Information shown:
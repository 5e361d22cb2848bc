//! # Workforce Repository
//!
//! Generic data access for the Workforce HR API.
//!
//! ```text
//! Query handler    → Arc<dyn ReadRepository<T>>      (reads only)
//! Command handler  → Arc<dyn RepositoryFactory<T>>
//!                      ↓ scope()
//!                    Box<dyn RepositoryScope<T>>     (reads, staged writes, commit)
//!                      ↓
//!        SqlRepository<T> (MySQL)  |  InMemoryRepository<T>
//! ```
//!
//! Callers describe rows with [`workforce_core::Predicate`]; each store
//! translates it natively, so no raw query text crosses this boundary.

pub mod memory;
pub mod mysql;
pub mod pool;
mod tracking;
pub mod traits;

pub use memory::{InMemoryRepository, InMemoryStore};
pub use mysql::{EmployeeRow, SqlEntity, SqlRepository, SqlRepositoryFactory};
pub use pool::*;
pub use traits::*;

Description of the task:
Extract all of the material exactly as it is written.

Written reply:
repository 5e361d22cb2848bc
//! # Workforce Repository
//!
//! Generic data access for the Workforce HR API.
//!
//! ```text
//! Query handler    → Arc<dyn ReadRepository<T>>      (reads only)
//! Command handler  → Arc<dyn RepositoryFactory<T>>
//!                      ↓ scope()
//!                    Box<dyn RepositoryScope<T>>     (reads, staged writes, commit)
//!                      ↓
//!        SqlRepository<T> (MySQL)  |  InMemoryRepository<T>
//! ```
//!
//! Callers describe rows with [`workforce_core::Predicate`]; each store
//! translates it natively, so no raw query text crosses this boundary.

pub mod memory;
pub mod mysql;
pub mod pool;
mod tracking;
pub mod traits;

pub use memory::{InMemoryRepository, InMemoryStore};
pub use mysql::{EmployeeRow, SqlEntity, SqlRepository, SqlRepositoryFactory};
pub use pool::*;
pub use traits::*;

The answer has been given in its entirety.